TASK STATEMENT – Check each line below for "symbol" and report how many have it, nothing else.
* * * * * * * * *
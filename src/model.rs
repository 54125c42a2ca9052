//! Canonical data model: `Trade`, `TradeCollection`, and the enumerated
//! fields that classify a trade (`Direction`, `Status`, `AssetType`,
//! `Broker`).

use std::collections::BTreeSet;

use chrono::NaiveDateTime;
use rust_decimal::Decimal;
use serde::{Deserialize, Serialize};
use strum_macros::{Display, EnumString};

/// Long or short side of a position.
#[derive(Debug, Clone, Copy, PartialEq, Eq, Hash, Serialize, Deserialize, Display, EnumString)]
#[strum(serialize_all = "lowercase")]
#[serde(rename_all = "lowercase")]
pub enum Direction {
    Long,
    Short,
}

/// Lifecycle state of a trade.
#[derive(Debug, Clone, Copy, PartialEq, Eq, Hash, Serialize, Deserialize, Display, EnumString)]
#[strum(serialize_all = "lowercase")]
#[serde(rename_all = "lowercase")]
pub enum Status {
    Open,
    Closed,
    Partial,
}

/// Instrument class.
#[derive(Debug, Clone, Copy, PartialEq, Eq, Hash, Serialize, Deserialize, Display, EnumString)]
#[strum(serialize_all = "lowercase")]
#[serde(rename_all = "lowercase")]
pub enum AssetType {
    Stock,
    Option,
    Future,
    Forex,
    Crypto,
    Cfd,
    Other,
}

/// Stable broker identifier tokens (see spec §6).
#[derive(Debug, Clone, Copy, PartialEq, Eq, Hash, Serialize, Deserialize, Display, EnumString)]
#[serde(rename_all = "snake_case")]
pub enum Broker {
    #[strum(serialize = "generic")]
    Generic,
    #[strum(serialize = "interactive_brokers")]
    InteractiveBrokers,
    #[strum(serialize = "metatrader4")]
    MetaTrader4,
    #[strum(serialize = "metatrader5")]
    MetaTrader5,
    #[strum(serialize = "binance")]
    Binance,
    #[strum(serialize = "ninja_trader")]
    NinjaTrader,
    #[strum(serialize = "tradovate")]
    Tradovate,
    // Reserved future tokens: no parser implements these yet.
    #[strum(serialize = "coinbase")]
    Coinbase,
    #[strum(serialize = "topstepx")]
    TopstepX,
    #[strum(serialize = "thinkorswim")]
    ThinkOrSwim,
    #[strum(serialize = "webull")]
    Webull,
    #[strum(serialize = "robinhood")]
    Robinhood,
    #[strum(serialize = "etrade")]
    Etrade,
    #[strum(serialize = "tradestation")]
    TradeStation,
}

impl Broker {
    /// All broker tokens, implemented and reserved alike, for catalogue
    /// display purposes (e.g., a frontend broker picker).
    pub fn all() -> &'static [Broker] {
        &[
            Broker::Generic,
            Broker::InteractiveBrokers,
            Broker::MetaTrader4,
            Broker::MetaTrader5,
            Broker::Binance,
            Broker::NinjaTrader,
            Broker::Tradovate,
            Broker::Coinbase,
            Broker::TopstepX,
            Broker::ThinkOrSwim,
            Broker::Webull,
            Broker::Robinhood,
            Broker::Etrade,
            Broker::TradeStation,
        ]
    }

    /// A short human-readable description, for a broker picker UI.
    pub fn description(&self) -> &'static str {
        match self {
            Broker::Generic => "Generic CSV export",
            Broker::InteractiveBrokers => "Interactive Brokers",
            Broker::MetaTrader4 => "MetaTrader 4",
            Broker::MetaTrader5 => "MetaTrader 5",
            Broker::Binance => "Binance",
            Broker::NinjaTrader => "NinjaTrader 8",
            Broker::Tradovate => "Tradovate",
            Broker::Coinbase => "Coinbase (reserved, not yet implemented)",
            Broker::TopstepX => "TopstepX (reserved, not yet implemented)",
            Broker::ThinkOrSwim => "thinkorswim (reserved, not yet implemented)",
            Broker::Webull => "Webull (reserved, not yet implemented)",
            Broker::Robinhood => "Robinhood (reserved, not yet implemented)",
            Broker::Etrade => "E*TRADE (reserved, not yet implemented)",
            Broker::TradeStation => "TradeStation (reserved, not yet implemented)",
        }
    }
}

/// A single, possibly-paired position.
///
/// Derived fields (`pnl_gross`, `pnl_net`, `pnl_percent`,
/// `duration_minutes`, `is_winner`) are methods, not stored columns, so
/// they can never drift out of sync with the stored fields they derive
/// from (see design notes).
#[derive(Debug, Clone, Serialize, Deserialize)]
pub struct Trade {
    pub id: String,
    pub broker_trade_id: Option<String>,
    pub symbol: String,
    pub asset_type: AssetType,
    pub direction: Direction,
    pub status: Status,
    pub entry_time: NaiveDateTime,
    pub exit_time: Option<NaiveDateTime>,
    pub entry_price: Decimal,
    pub exit_price: Option<Decimal>,
    pub quantity: Decimal,
    #[serde(default)]
    pub commission: Decimal,
    pub override_pnl: Option<Decimal>,
    #[serde(default)]
    pub tags: BTreeSet<String>,
    pub notes: Option<String>,
    pub account_id: Option<String>,
    pub broker_name: Option<Broker>,
    pub raw_data: Option<std::collections::BTreeMap<String, String>>,
}

impl Trade {
    /// Gross P&L: `override_pnl` if set, else the closed-trade formula,
    /// else `None` (an open trade has no realized gross P&L).
    pub fn pnl_gross(&self) -> Option<Decimal> {
        if let Some(o) = self.override_pnl {
            return Some(o);
        }
        if self.status == Status::Open {
            return None;
        }
        let exit = self.exit_price?;
        Some(match self.direction {
            Direction::Long => (exit - self.entry_price) * self.quantity,
            Direction::Short => (self.entry_price - exit) * self.quantity,
        })
    }

    /// Net P&L after commission.
    pub fn pnl_net(&self) -> Option<Decimal> {
        self.pnl_gross().map(|g| g - self.commission)
    }

    /// Gross P&L as a percentage of capital committed at entry. Zero
    /// when the denominator is zero.
    pub fn pnl_percent(&self) -> Option<Decimal> {
        let gross = self.pnl_gross()?;
        let denom = self.entry_price * self.quantity;
        if denom.is_zero() {
            return Some(Decimal::ZERO);
        }
        Some(gross / denom * Decimal::ONE_HUNDRED)
    }

    /// Whole minutes held, for closed trades.
    pub fn duration_minutes(&self) -> Option<i64> {
        let exit = self.exit_time?;
        Some((exit - self.entry_time).num_seconds().div_euclid(60))
    }

    /// `true` iff net P&L is defined and strictly positive.
    pub fn is_winner(&self) -> Option<bool> {
        self.pnl_net().map(|n| n > Decimal::ZERO)
    }

    /// Always `None`: reserved for a future stop-loss/planned-risk model
    /// (see GLOSSARY — "R-multiple... not computed here").
    pub fn r_multiple(&self) -> Option<Decimal> {
        None
    }

    /// Entry/exit marker pair for a charting frontend, or `None` if the
    /// trade has no exit leg yet.
    pub fn to_chart_point(&self) -> Option<ChartPoint> {
        Some(ChartPoint {
            entry_time: self.entry_time,
            entry_price: self.entry_price,
            exit_time: self.exit_time?,
            exit_price: self.exit_price?,
            direction: self.direction,
        })
    }
}

/// Entry/exit marker pair consumed by a charting frontend.
#[derive(Debug, Clone, Serialize, Deserialize)]
pub struct ChartPoint {
    pub entry_time: NaiveDateTime,
    pub entry_price: Decimal,
    pub exit_time: NaiveDateTime,
    pub exit_price: Decimal,
    pub direction: Direction,
}

/// An ordered, insertion-extensible sequence of trades plus source
/// metadata. Created by a parser, mutated only during parsing and
/// post-parse aggregation, consumed read-only by the statistics engine.
#[derive(Debug, Clone, Default, Serialize, Deserialize)]
pub struct TradeCollection {
    pub trades: Vec<Trade>,
    pub source_file: Option<String>,
    pub broker_name: Option<Broker>,
    pub imported_at: Option<NaiveDateTime>,
}

impl TradeCollection {
    pub fn new() -> Self {
        Self::default()
    }

    pub fn total_trades(&self) -> usize {
        self.trades.len()
    }

    pub fn total_pnl(&self) -> Decimal {
        self.trades.iter().filter_map(|t| t.pnl_net()).sum()
    }

    pub fn win_rate(&self) -> Option<Decimal> {
        let (winners, losers) = self.trades.iter().filter_map(|t| t.is_winner()).fold(
            (0u32, 0u32),
            |(w, l), is_winner| if is_winner { (w + 1, l) } else { (w, l + 1) },
        );
        let total = winners + losers;
        if total == 0 {
            return None;
        }
        Some(Decimal::from(winners) / Decimal::from(total) * Decimal::ONE_HUNDRED)
    }

    pub fn filter_by_symbol(&self, symbol: &str) -> TradeCollection {
        let mut out = self.clone();
        out.trades.retain(|t| t.symbol.eq_ignore_ascii_case(symbol));
        out
    }

    pub fn filter_by_date_range(
        &self,
        start: Option<NaiveDateTime>,
        end: Option<NaiveDateTime>,
    ) -> TradeCollection {
        let mut out = self.clone();
        out.trades.retain(|t| {
            start.is_none_or(|s| t.entry_time >= s) && end.is_none_or(|e| t.entry_time <= e)
        });
        out
    }

    pub fn filter_by_tag(&self, tag: &str) -> TradeCollection {
        let tag = tag.to_lowercase();
        let mut out = self.clone();
        out.trades.retain(|t| t.tags.contains(&tag));
        out
    }
}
* * * * * * * * *
RESULT OF THE TASK – 3